Il 21 Gennaio il Parlamento iracheno ha approvato diverse leggi, tra cui emendamenti inerenti lo status personale e la legge generale di amnistia. Partiamo dalla prima. La legge sullo status personale emendata trasferisce il potere dalle istituzioni statali alle autorità religiose, concedendo ai tribunali islamici una maggiore autorità su questioni quali il matrimonio, il divorzio e l’eredità. Un emendamento che preoccupa molto perché mette a rischio la legge irachena sullo status personale (n. 188 del 1959), che unificava il diritto di famiglia e che fissava a 18 anni l’età minima per il matrimonio, sia per le donne che per gli uomini. Va comunque detto che anche all’interno di questa legge erano permesse alcune eccezioni legali che permettevano il matrimonio di ragazze di 15 anni di età.
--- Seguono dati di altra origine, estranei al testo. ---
//! Integration tests for the read-only API.

mod common;

use axum::http::StatusCode;
use meridian_core::event::RiskLevel;
use meridian_test_support::{FixedClock, asset_created, compliance_audit, fixed_time};
use serde_json::json;
use uuid::Uuid;

#[tokio::test]
async fn test_published_asset_is_visible_in_register() {
    // Arrange
    let (services, _log) = common::build_services();
    services
        .bus
        .publish_and_wait(asset_created("AST-001", &FixedClock(fixed_time())))
        .await
        .unwrap();
    let app = common::build_test_app(&services);

    // Act
    let (status, json) = common::get_json(app, "/api/v1/assets/AST-001").await;

    // Assert
    assert_eq!(status, StatusCode::OK);
    assert_eq!(json["asset_number"], "AST-001");
    assert_eq!(json["status"], "ACTIVE");
    assert_eq!(json["net_book_value"], 4_500_000);
}

#[tokio::test]
async fn test_unknown_asset_returns_404() {
    let (services, _log) = common::build_services();
    let app = common::build_test_app(&services);

    let (status, json) = common::get_json(app, "/api/v1/assets/AST-404").await;

    assert_eq!(status, StatusCode::NOT_FOUND);
    assert_eq!(json["error"], "asset_not_found");
}

#[tokio::test]
async fn test_get_event_returns_stored_envelope() {
    // Arrange
    let (services, _log) = common::build_services();
    let (stored, _) = services
        .bus
        .publish_and_wait(asset_created("AST-001", &FixedClock(fixed_time())))
        .await
        .unwrap();
    let app = common::build_test_app(&services);

    // Act
    let (status, json) =
        common::get_json(app, &format!("/api/v1/events/{}", stored.event_id)).await;

    // Assert
    assert_eq!(status, StatusCode::OK);
    assert_eq!(json["event_type"], "AssetCreatedEvent");
    assert_eq!(json["aggregate_id"], "AST-001");
    assert_eq!(json["processed"], true);
}

#[tokio::test]
async fn test_missing_event_returns_404() {
    let (services, _log) = common::build_services();
    let app = common::build_test_app(&services);

    let (status, json) =
        common::get_json(app, &format!("/api/v1/events/{}", Uuid::new_v4())).await;

    assert_eq!(status, StatusCode::NOT_FOUND);
    assert_eq!(json["error"], "event_not_found");
}

#[tokio::test]
async fn test_compliance_report_over_window() {
    // Arrange
    let (services, _log) = common::build_services();
    let clock = FixedClock(fixed_time());
    services
        .bus
        .publish_and_wait(compliance_audit("GDPR", Some(RiskLevel::Low), false, &clock))
        .await
        .unwrap();
    services
        .bus
        .publish_and_wait(compliance_audit("INTERNAL", Some(RiskLevel::Low), true, &clock))
        .await
        .unwrap();
    let app = common::build_test_app(&services);

    // Act
    let (status, json) = common::get_json(
        app,
        "/api/v1/reports/compliance?from=2026-09-01T00:00:00Z&to=2026-10-31T23:59:59Z",
    )
    .await;

    // Assert
    assert_eq!(status, StatusCode::OK);
    assert_eq!(json["total"], 2);
    assert_eq!(json["by_compliance_type"], json!({"GDPR": 1, "INTERNAL": 1}));
    assert_eq!(json["high_priority"], 2);
    assert_eq!(json["open_remediations"], 1);
}

#[tokio::test]
async fn test_inverted_report_window_returns_400() {
    let (services, _log) = common::build_services();
    let app = common::build_test_app(&services);

    let (status, json) = common::get_json(
        app,
        "/api/v1/reports/compliance?from=2026-10-31T00:00:00Z&to=2026-10-01T00:00:00Z",
    )
    .await;

    assert_eq!(status, StatusCode::BAD_REQUEST);
    assert_eq!(json["error"], "validation_error");
}
//! Domain error types.

use thiserror::Error;
use uuid::Uuid;

/// Top-level error type shared by the event backbone.
#[derive(Debug, Error)]
pub enum DomainError {
    /// No stored event carries the given identifier.
    #[error("event not found: {0}")]
    EventNotFound(Uuid),

    /// The event cannot be persisted as a concrete record.
    #[error("invalid event kind: {0}")]
    InvalidEventKind(String),

    /// An event with the same identifier has already been appended.
    #[error("duplicate event: {0}")]
    DuplicateEvent(Uuid),

    /// A validation error in domain logic.
    #[error("validation error: {0}")]
    Validation(String),

    /// An infrastructure/persistence error.
    #[error("infrastructure error: {0}")]
    Infrastructure(String),

    /// The event could not be durably recorded, so it was not published.
    #[error("could not publish event {event_id}: {reason}")]
    Publishing {
        /// The event that failed to publish.
        event_id: Uuid,
        /// Underlying failure.
        reason: String,
    },

    /// A registered handler failed while processing an event.
    #[error("handler {handler} failed on {event_type}: {message}")]
    Handler {
        /// Name of the failing handler.
        handler: String,
        /// Event type being dispatched.
        event_type: String,
        /// Failure description.
        message: String,
    },

    /// Sending to or committing on the distributed log failed.
    #[error("delivery error: {0}")]
    Delivery(String),

    /// Encoding or decoding an event failed.
    #[error("serialization error: {0}")]
    Serialization(String),
}

impl From<serde_json::Error> for DomainError {
    fn from(err: serde_json::Error) -> Self {
        Self::Serialization(err.to_string())
    }
}
//! `PostgreSQL` implementation of the `EventStore` trait.

use std::collections::BTreeMap;

use async_trait::async_trait;
use chrono::{DateTime, Utc};
use sqlx::postgres::PgExecutor;
use sqlx::{FromRow, PgConnection, PgPool};
use uuid::Uuid;

use meridian_core::error::DomainError;
use meridian_core::event::{
    AUDIT_EVENT_TYPES, AUDIT_TRAIL_EVENT_TYPE, COMPLIANCE_AUDIT_EVENT_TYPE,
    ENTITY_STATE_CHANGED_EVENT_TYPE, DomainEvent, EventEnvelope,
};
use meridian_core::repository::EventStore;

use crate::schema::EVENT_COLUMNS;

/// One `domain_events` row.
#[derive(Debug, FromRow)]
struct EventRow {
    event_id: Uuid,
    event_type: String,
    aggregate_id: String,
    aggregate_type: String,
    occurred_on: DateTime<Utc>,
    version: i32,
    correlation_id: Option<Uuid>,
    processed: bool,
    retry_count: i32,
    payload: serde_json::Value,
}

impl TryFrom<EventRow> for DomainEvent {
    type Error = DomainError;

    fn try_from(row: EventRow) -> Result<Self, Self::Error> {
        DomainEvent::try_from(EventEnvelope {
            event_id: row.event_id,
            event_type: row.event_type,
            aggregate_id: row.aggregate_id,
            aggregate_type: row.aggregate_type,
            occurred_on: row.occurred_on,
            version: row.version,
            correlation_id: row.correlation_id,
            processed: row.processed,
            retry_count: row.retry_count,
            payload: row.payload,
        })
    }
}

fn infrastructure(err: sqlx::Error) -> DomainError {
    DomainError::Infrastructure(err.to_string())
}

fn into_events(rows: Vec<EventRow>) -> Result<Vec<DomainEvent>, DomainError> {
    rows.into_iter().map(DomainEvent::try_from).collect()
}

/// Inserts one event through any Postgres executor.
async fn insert_event<'e, E>(executor: E, event: &DomainEvent) -> Result<(), DomainError>
where
    E: PgExecutor<'e>,
{
    event.ensure_persistable()?;
    let payload = event.kind.to_payload()?;

    sqlx::query(
        "INSERT INTO domain_events \
         (event_id, event_type, aggregate_id, aggregate_type, occurred_on, version, \
          correlation_id, processed, retry_count, payload) \
         VALUES ($1, $2, $3, $4, $5, $6, $7, $8, $9, $10)",
    )
    .bind(event.event_id)
    .bind(event.event_type())
    .bind(&event.aggregate_id)
    .bind(&event.aggregate_type)
    .bind(event.occurred_on)
    .bind(event.version)
    .bind(event.correlation_id)
    .bind(event.processed)
    .bind(event.retry_count)
    .bind(payload)
    .execute(executor)
    .await
    .map_err(|e| {
        if let sqlx::Error::Database(db) = &e {
            if db.is_unique_violation() {
                return DomainError::DuplicateEvent(event.event_id);
            }
        }
        infrastructure(e)
    })?;

    Ok(())
}

/// PostgreSQL-backed event store.
#[derive(Debug, Clone)]
pub struct PgEventStore {
    pool: PgPool,
}

impl PgEventStore {
    /// Creates a new `PgEventStore`.
    #[must_use]
    pub fn new(pool: PgPool) -> Self {
        Self { pool }
    }

    /// Returns the underlying pool.
    #[must_use]
    pub fn pool(&self) -> &PgPool {
        &self.pool
    }

    /// Appends `event` on a connection the caller controls, so the append
    /// commits or rolls back with the caller's business write.
    ///
    /// # Errors
    ///
    /// Returns `DomainError::InvalidEventKind` for events without aggregate
    /// linkage, `DomainError::DuplicateEvent` if the id already exists, and
    /// `DomainError::Infrastructure` for database failures.
    pub async fn store_in_transaction(
        &self,
        conn: &mut PgConnection,
        event: &DomainEvent,
    ) -> Result<DomainEvent, DomainError> {
        insert_event(&mut *conn, event).await?;
        tracing::debug!(
            event_id = %event.event_id,
            event_type = event.event_type(),
            aggregate_id = %event.aggregate_id,
            "appended event in caller transaction"
        );
        Ok(event.clone())
    }

    async fn fetch(&self, sql: &str, bind: Bind<'_>) -> Result<Vec<DomainEvent>, DomainError> {
        let query = sqlx::query_as::<_, EventRow>(sql);
        let query = match bind {
            Bind::Aggregate(aggregate_id) => query.bind(aggregate_id.to_owned()),
            Bind::AggregateFrom(aggregate_id, from) => {
                query.bind(aggregate_id.to_owned()).bind(from)
            }
            Bind::Correlation(correlation_id) => query.bind(correlation_id),
            Bind::Entity(entity_type, entity_id, from, to) => query
                .bind(entity_type.to_owned())
                .bind(entity_id.to_owned())
                .bind(from)
                .bind(to)
                .bind(AUDIT_TRAIL_EVENT_TYPE)
                .bind(ENTITY_STATE_CHANGED_EVENT_TYPE),
            Bind::Window(from, to) => query
                .bind(from)
                .bind(to)
                .bind(COMPLIANCE_AUDIT_EVENT_TYPE),
        };
        let rows = query.fetch_all(&self.pool).await.map_err(infrastructure)?;
        into_events(rows)
    }
}

/// Parameter sets for the read queries.
enum Bind<'a> {
    Aggregate(&'a str),
    AggregateFrom(&'a str, DateTime<Utc>),
    Correlation(Uuid),
    Entity(&'a str, &'a str, DateTime<Utc>, DateTime<Utc>),
    Window(DateTime<Utc>, DateTime<Utc>),
}

#[async_trait]
impl EventStore for PgEventStore {
    async fn store(&self, event: &DomainEvent) -> Result<DomainEvent, DomainError> {
        insert_event(&self.pool, event).await?;
        tracing::debug!(
            event_id = %event.event_id,
            event_type = event.event_type(),
            aggregate_id = %event.aggregate_id,
            "appended event"
        );
        Ok(event.clone())
    }

    async fn find_by_event_id(&self, event_id: Uuid) -> Result<Option<DomainEvent>, DomainError> {
        let sql = format!("SELECT {EVENT_COLUMNS} FROM domain_events WHERE event_id = $1");
        let row = sqlx::query_as::<_, EventRow>(&sql)
            .bind(event_id)
            .fetch_optional(&self.pool)
            .await
            .map_err(infrastructure)?;
        row.map(DomainEvent::try_from).transpose()
    }

    async fn find_by_aggregate_id(
        &self,
        aggregate_id: &str,
    ) -> Result<Vec<DomainEvent>, DomainError> {
        let sql = format!(
            "SELECT {EVENT_COLUMNS} FROM domain_events \
             WHERE aggregate_id = $1 ORDER BY occurred_on ASC, seq ASC"
        );
        self.fetch(&sql, Bind::Aggregate(aggregate_id)).await
    }

    async fn find_events_for_replay(
        &self,
        aggregate_id: &str,
        from: DateTime<Utc>,
    ) -> Result<Vec<DomainEvent>, DomainError> {
        let sql = format!(
            "SELECT {EVENT_COLUMNS} FROM domain_events \
             WHERE aggregate_id = $1 AND occurred_on >= $2 ORDER BY occurred_on ASC, seq ASC"
        );
        self.fetch(&sql, Bind::AggregateFrom(aggregate_id, from))
            .await
    }

    async fn find_events_by_correlation_id(
        &self,
        correlation_id: Uuid,
    ) -> Result<Vec<DomainEvent>, DomainError> {
        let sql = format!(
            "SELECT {EVENT_COLUMNS} FROM domain_events \
             WHERE correlation_id = $1 ORDER BY occurred_on ASC, seq ASC"
        );
        self.fetch(&sql, Bind::Correlation(correlation_id)).await
    }

    async fn find_audit_trail_events(
        &self,
        entity_type: &str,
        entity_id: &str,
        from: DateTime<Utc>,
        to: DateTime<Utc>,
    ) -> Result<Vec<DomainEvent>, DomainError> {
        let sql = format!(
            "SELECT {EVENT_COLUMNS} FROM domain_events \
             WHERE aggregate_type = $1 AND aggregate_id = $2 \
               AND occurred_on BETWEEN $3 AND $4 \
               AND event_type IN ($5, $6) \
             ORDER BY occurred_on ASC, seq ASC"
        );
        self.fetch(&sql, Bind::Entity(entity_type, entity_id, from, to))
            .await
    }

    async fn find_compliance_audit_events(
        &self,
        from: DateTime<Utc>,
        to: DateTime<Utc>,
    ) -> Result<Vec<DomainEvent>, DomainError> {
        let sql = format!(
            "SELECT {EVENT_COLUMNS} FROM domain_events \
             WHERE occurred_on BETWEEN $1 AND $2 AND event_type = $3 \
             ORDER BY occurred_on ASC, seq ASC"
        );
        self.fetch(&sql, Bind::Window(from, to)).await
    }

    async fn audit_event_summary(
        &self,
        from: DateTime<Utc>,
        to: DateTime<Utc>,
    ) -> Result<BTreeMap<String, i64>, DomainError> {
        let audit_types: Vec<String> = AUDIT_EVENT_TYPES.iter().map(|t| (*t).to_owned()).collect();
        let rows: Vec<(String, i64)> = sqlx::query_as(
            "SELECT event_type, COUNT(*) FROM domain_events \
             WHERE event_type = ANY($1) AND occurred_on BETWEEN $2 AND $3 \
             GROUP BY event_type",
        )
        .bind(&audit_types)
        .bind(from)
        .bind(to)
        .fetch_all(&self.pool)
        .await
        .map_err(infrastructure)?;
        Ok(rows.into_iter().collect())
    }

    async fn mark_as_processed(&self, event_id: Uuid) -> Result<(), DomainError> {
        let result = sqlx::query("UPDATE domain_events SET processed = TRUE WHERE event_id = $1")
            .bind(event_id)
            .execute(&self.pool)
            .await
            .map_err(infrastructure)?;
        if result.rows_affected() == 0 {
            return Err(DomainError::EventNotFound(event_id));
        }
        Ok(())
    }

    async fn remediation_triggered(&self, event_id: Uuid) -> Result<bool, DomainError> {
        let triggered: Option<bool> = sqlx::query_scalar(
            "SELECT remediation_triggered_at IS NOT NULL FROM domain_events WHERE event_id = $1",
        )
        .bind(event_id)
        .fetch_optional(&self.pool)
        .await
        .map_err(infrastructure)?;
        Ok(triggered.unwrap_or(false))
    }

    async fn mark_remediation_triggered(&self, event_id: Uuid) -> Result<(), DomainError> {
        let result = sqlx::query(
            "UPDATE domain_events SET remediation_triggered_at = COALESCE(remediation_triggered_at, NOW()) \
             WHERE event_id = $1",
        )
        .bind(event_id)
        .execute(&self.pool)
        .await
        .map_err(infrastructure)?;
        if result.rows_affected() == 0 {
            return Err(DomainError::EventNotFound(event_id));
        }
        Ok(())
    }

    async fn increment_retry_count(&self, event_id: Uuid) -> Result<i32, DomainError> {
        let retry_count: Option<i32> = sqlx::query_scalar(
            "UPDATE domain_events SET retry_count = retry_count + 1 \
             WHERE event_id = $1 RETURNING retry_count",
        )
        .bind(event_id)
        .fetch_optional(&self.pool)
        .await
        .map_err(infrastructure)?;
        retry_count.ok_or(DomainError::EventNotFound(event_id))
    }

    async fn count(&self) -> Result<i64, DomainError> {
        sqlx::query_scalar("SELECT COUNT(*) FROM domain_events")
            .fetch_one(&self.pool)
            .await
            .map_err(infrastructure)
    }
}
Attraverso questi nuovi emendamenti però il quadro si aggrava in quanto si rischia di abbassare ulteriormente la soglia di età per consentire il matrimonio. La giurisprudenza islamica tradizionale infatti stabilisce che una ragazza “è matura per sposarsi” al raggiungimento della pubertà; questa legge, dunque, potrebbe legalizzare i matrimoni precoci. I tribunali che seguono la scuola di diritto Jaafari, ad esempio, potrebbero addirittura fissare a 9 anni l’età minima legale per contrarre matrimonio per le ragazze e a 15 per i ragazzi.
In quella stessa giornata il Parlamento ha anche approvato un emendamento alla Legge di Amnistia Generale (n. 27 del 2016) che permetterebbe il rilascio di migliaia di sunniti; tra loro potrebbero esserci anche alcuni combattenti terroristi dei Daesh, che riuscirebbero così a sfuggire alla giustizia.
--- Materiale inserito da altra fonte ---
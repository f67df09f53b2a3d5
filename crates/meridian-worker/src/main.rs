//! Meridian worker entry point.

use std::error::Error;

use meridian_worker::config::WorkerConfig;
use meridian_worker::routes;
use meridian_worker::state::AppState;
use meridian_worker::telemetry;
use meridian_worker::wiring::Services;
use tokio::sync::watch;

#[tokio::main]
async fn main() -> Result<(), Box<dyn Error>> {
    let config = WorkerConfig::from_env()?;
    let telemetry = telemetry::init(config.otlp_endpoint.as_deref())?;

    tracing::info!(
        namespace = %config.namespace,
        env = %config.env,
        in_memory = config.in_memory,
        "starting Meridian worker"
    );

    let addr = config.bind_addr()?;
    let services = Services::build(config).await?;

    let (shutdown_tx, shutdown_rx) = watch::channel(false);
    let consumers = services.spawn_consumers(&shutdown_rx)?;
    tracing::info!(roles = consumers.len(), "consumer roles started");

    let app = routes::build_router(AppState::from_services(&services));
    let listener = tokio::net::TcpListener::bind(addr).await?;
    tracing::info!("listening on {}", addr);

    axum::serve(listener, app)
        .with_graceful_shutdown(shutdown_signal())
        .await?;

    services.bus.flush().await;
    tracing::info!("shutting down consumer roles");
    if shutdown_tx.send(true).is_err() {
        tracing::debug!("no consumer role was listening for shutdown");
    }
    for task in consumers {
        if let Err(e) = task.await {
            tracing::error!(error = %e, "consumer task ended abnormally");
        }
    }

    telemetry.shutdown();
    Ok(())
}

async fn shutdown_signal() {
    if let Err(e) = tokio::signal::ctrl_c().await {
        tracing::error!(error = %e, "failed to listen for ctrl-c");
        std::future::pending::<()>().await;
    }
    tracing::info!("shutdown signal received");
}
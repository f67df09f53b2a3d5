//! Meridian Core: domain event model and infrastructure contracts.
//!
//! This crate defines the event envelope, its payload variants, the audit
//! categories, and the traits that the event store and the distributed log
//! implement. It contains no infrastructure code.

pub mod category;
pub mod clock;
pub mod dedup;
pub mod error;
pub mod event;
pub mod log;
pub mod repository;
/// Poll loop for one consumer role.
pub struct ConsumerRunner {
    consumer: Arc<dyn LogConsumer>,
    dead_letters: Arc<dyn EventLog>,
    handler: Arc<dyn MessageHandler>,
    config: ConsumerConfig,
    clock: Arc<dyn Clock>,
    attempts: HashMap<RecordPosition, (u32, String)>,
}

impl std::fmt::Debug for ConsumerRunner {
    fn fmt(&self, f: &mut std::fmt::Formatter<'_>) -> std::fmt::Result {
        f.debug_struct("ConsumerRunner")
            .field("handler", &self.handler.name())
            .field("config", &self.config)
            .field("in_retry", &self.attempts.len())
            .finish_non_exhaustive()
    }
}

impl ConsumerRunner {
    #[must_use]
    pub fn new(
        consumer: Arc<dyn LogConsumer>,
        dead_letters: Arc<dyn EventLog>,
        handler: Arc<dyn MessageHandler>,
        config: ConsumerConfig,
    ) -> Self {
        Self {
            consumer,
            dead_letters,
            handler,
            config,
            clock: Arc::new(SystemClock),
            attempts: HashMap::new(),
        }
    }

    /// Replaces the clock used to stamp dead-letter records.
    #[must_use]
    pub fn with_clock(mut self, clock: Arc<dyn Clock>) -> Self {
        self.clock = clock;
        self
    }

    #[must_use]
    pub fn config(&self) -> &ConsumerConfig {
        &self.config
    }

    /// Runs until `shutdown` becomes `true` or its sender is dropped.
    pub async fn run(mut self, mut shutdown: watch::Receiver<bool>) {
        tracing::info!(
            handler = self.handler.name(),
            group = %self.config.group_id,
            topics = ?self.config.topics,
            max_attempts = self.config.max_attempts,
            "starting consumer"
        );

        loop {
            if *shutdown.borrow() {
                break;
            }

            let outcome = tokio::select! {
                changed = shutdown.changed() => {
                    if changed.is_err() {
                        break;
                    }
                    continue;
                }
                outcome = self.poll_once() => outcome,
            };

            let pause = match outcome {
                Ok(PollOutcome::Failed { attempt }) => self.config.retry_delay(attempt),
                Ok(_) => continue,
                Err(e) => {
                    tracing::error!(
                        handler = self.handler.name(),
                        error = %e,
                        "consumer poll failed, backing off"
                    );
                    self.config.error_backoff
                }
            };
            tokio::select! {
                _ = shutdown.changed() => {}
                () = tokio::time::sleep(pause) => {}
            }
        }

        tracing::info!(handler = self.handler.name(), "consumer stopped");
    }

    /// Polls and processes at most one record.
    ///
    /// # Errors
    ///
    /// Returns the poll error, or the dead-letter send or commit error. In
    /// both of the latter cases the record stays uncommitted.
    pub async fn poll_once(&mut self) -> Result<PollOutcome, DomainError> {
        let Some(delivery) = self.consumer.poll(self.config.poll_timeout).await? else {
            return Ok(PollOutcome::Idle);
        };
        let (record, ack) = delivery.into_parts();
        let position: RecordPosition = (record.topic.clone(), record.partition, record.offset);

        let event = match DomainEvent::from_json_slice(&record.payload) {
            Ok(event) => event,
            Err(e) => {
                tracing::error!(
                    topic = %record.topic,
                    partition = record.partition,
                    offset = record.offset,
                    error = %e,
                    "undecodable record, dead-lettering"
                );
                self.dead_letter(&record, e.to_string(), 0, ack).await?;
                return Ok(PollOutcome::DeadLettered { attempts: 0 });
            }
        };

        let exhausted = self
            .attempts
            .get(&position)
            .filter(|(attempts, _)| *attempts >= self.config.max_attempts)
            .cloned();
        if let Some((attempts, last_error)) = exhausted {
            tracing::error!(
                event_id = %event.event_id,
                handler = self.handler.name(),
                attempts,
                error = %last_error,
                "record exhausted its attempts, dead-lettering"
            );
            self.dead_letter(&record, last_error, attempts, ack).await?;
            self.attempts.remove(&position);
            return Ok(PollOutcome::DeadLettered { attempts });
        }

        match self.handler.handle_delivery(&event, ack).await {
            Ok(()) => {
                self.attempts.remove(&position);
                tracing::debug!(
                    event_id = %event.event_id,
                    handler = self.handler.name(),
                    "record processed"
                );
                Ok(PollOutcome::Processed)
            }
            Err(e) => {
                let entry = self.attempts.entry(position).or_insert((0, String::new()));
                entry.0 += 1;
                entry.1 = e.to_string();
                let attempt = entry.0;
                tracing::warn!(
                    event_id = %event.event_id,
                    event_type = event.event_type(),
                    handler = self.handler.name(),
                    attempt,
                    max_attempts = self.config.max_attempts,
                    error = %e,
                    "handler failed, record will be redelivered"
                );
                Ok(PollOutcome::Failed { attempt })
            }
        }
    }

    async fn dead_letter(
        &self,
        record: &LogRecord,
        error: String,
        attempts: u32,
        ack: Box<dyn Acknowledgment>,
    ) -> Result<(), DomainError> {
        let body = DeadLetterRecord {
            source_topic: record.topic.clone(),
            partition: record.partition,
            offset: record.offset,
            key: record.key.clone(),
            handler: self.handler.name().to_owned(),
            error,
            attempts,
            failed_at: self.clock.now(),
            payload: String::from_utf8_lossy(&record.payload).into_owned(),
        };
        let bytes = serde_json::to_vec(&body)?;
        let key = record.key.as_deref().unwrap_or_default();
        self.dead_letters
            .send(&self.config.dead_letter_topic, key, &bytes)
            .await?;
        ack.acknowledge().await?;
        tracing::info!(
            topic = %record.topic,
            offset = record.offset,
            dead_letter_topic = %self.config.dead_letter_topic,
            "record moved to dead-letter topic"
        );
        Ok(())
    }
}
La Camera ha inoltre approvato una legge in materia di terreni agricoli per le aree coperte dall’articolo 140 della Costituzione irachena: i territori confiscati sotto il regime Ba’ath ai loro proprietari originari, curdi e turkmeni, potrebbero essere loro restituiti.
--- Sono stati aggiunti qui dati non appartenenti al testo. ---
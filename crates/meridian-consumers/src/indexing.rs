//! Indexing role.

use std::sync::Arc;

use async_trait::async_trait;
use meridian_audit::router::category_of;
use meridian_core::error::DomainError;
use meridian_core::event::DomainEvent;
use meridian_log::MessageHandler;

use crate::document::{SearchDocument, index_name};
use crate::index::DocumentIndex;

/// Upserts every event into `<category>-events-YYYY.MM`.
///
/// Multi-topic audit events arrive once per topic; each delivery upserts the
/// same document into the index of the event's primary category.
pub struct IndexingConsumer {
    index: Arc<dyn DocumentIndex>,
}

impl IndexingConsumer {
    #[must_use]
    pub fn new(index: Arc<dyn DocumentIndex>) -> Self {
        Self { index }
    }
}

#[async_trait]
impl MessageHandler for IndexingConsumer {
    fn name(&self) -> &str {
        "indexing"
    }

    async fn handle(&self, event: &DomainEvent) -> Result<(), DomainError> {
        let index = index_name(category_of(event), event.occurred_on);
        let document = SearchDocument::from_event(event);
        self.index.upsert(&index, &document).await?;
        tracing::debug!(event_id = %event.event_id, %index, "event indexed");
        Ok(())
    }
}
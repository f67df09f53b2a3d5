//! PostgreSQL-backed search index.

use async_trait::async_trait;
use meridian_core::error::DomainError;
use sqlx::PgPool;
use sqlx::types::Json;
use uuid::Uuid;

use crate::document::SearchDocument;
use crate::index::DocumentIndex;

/// Index whose documents live in the `search_documents` table, one row per
/// `(index_name, event_id)`.
#[derive(Debug, Clone)]
pub struct PgDocumentIndex {
    pool: PgPool,
}

impl PgDocumentIndex {
    #[must_use]
    pub fn new(pool: PgPool) -> Self {
        Self { pool }
    }
}

fn infrastructure(err: sqlx::Error) -> DomainError {
    DomainError::Infrastructure(err.to_string())
}

#[async_trait]
impl DocumentIndex for PgDocumentIndex {
    async fn upsert(&self, index: &str, document: &SearchDocument) -> Result<(), DomainError> {
        sqlx::query(
            "INSERT INTO search_documents (index_name, event_id, document) \
             VALUES ($1, $2, $3) \
             ON CONFLICT (index_name, event_id) \
             DO UPDATE SET document = EXCLUDED.document, indexed_at = NOW()",
        )
        .bind(index)
        .bind(document.event_id)
        .bind(Json(document))
        .execute(&self.pool)
        .await
        .map_err(infrastructure)?;
        Ok(())
    }

    async fn get(
        &self,
        index: &str,
        event_id: Uuid,
    ) -> Result<Option<SearchDocument>, DomainError> {
        let row: Option<Json<SearchDocument>> = sqlx::query_scalar(
            "SELECT document FROM search_documents WHERE index_name = $1 AND event_id = $2",
        )
        .bind(index)
        .bind(event_id)
        .fetch_optional(&self.pool)
        .await
        .map_err(infrastructure)?;
        Ok(row.map(|Json(document)| document))
    }

    async fn count(&self, index: &str) -> Result<usize, DomainError> {
        let count: i64 =
            sqlx::query_scalar("SELECT COUNT(*) FROM search_documents WHERE index_name = $1")
                .bind(index)
                .fetch_one(&self.pool)
                .await
                .map_err(infrastructure)?;
        usize::try_from(count).map_err(|e| DomainError::Infrastructure(e.to_string()))
    }

    async fn index_names(&self) -> Result<Vec<String>, DomainError> {
        sqlx::query_scalar(
            "SELECT DISTINCT index_name FROM search_documents ORDER BY index_name",
        )
        .fetch_all(&self.pool)
        .await
        .map_err(infrastructure)
    }
}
La legge di Amnistia Generale, e il dissenso della comunità Yazida
Quanto approvato il 21 Gennaio concernente la legge di amnistia potrebbe favorire la scarcerazione di alcuni membri del gruppo terroristico Daesh, colpevoli di aver commesso crimini contro la comunità yazida.
Facciamo un passo indietro: è il 3 Agosto 2014 quando i combattenti (i terroristi) dell’Isis occupano il Sinjar, regione nel Nord dell’Iraq a meno di 15 chilometri dal confine con la Siria dove risiedono perlopiù yazidi, un gruppo etnico e religioso minoritario. Da quel momento inizia il genocidio degli yazidi, dove la violenza contro le donne viene usata come arma di occupazione. Un’occupazione che durerà fino al Dicembre del 2017 e che porterà alla devastazione di vite umane con gli uomini costretti alla conversione e le donne deportate, violentate, ridotte in schiavitù o vendute.
La voce di Nadia Murad (Nobel per la Pace 2018) è una viva testimonianza delle atroci violenze che hanno dovuto subire le donne e i prigionieri yazidi catturati dagli uomini dell’ISIS. Nadia Murad, come moltissime altre prigioniere, è stata violentata e torturata fino al giorno, nel Novembre 2014, in cui è riuscita a scappare.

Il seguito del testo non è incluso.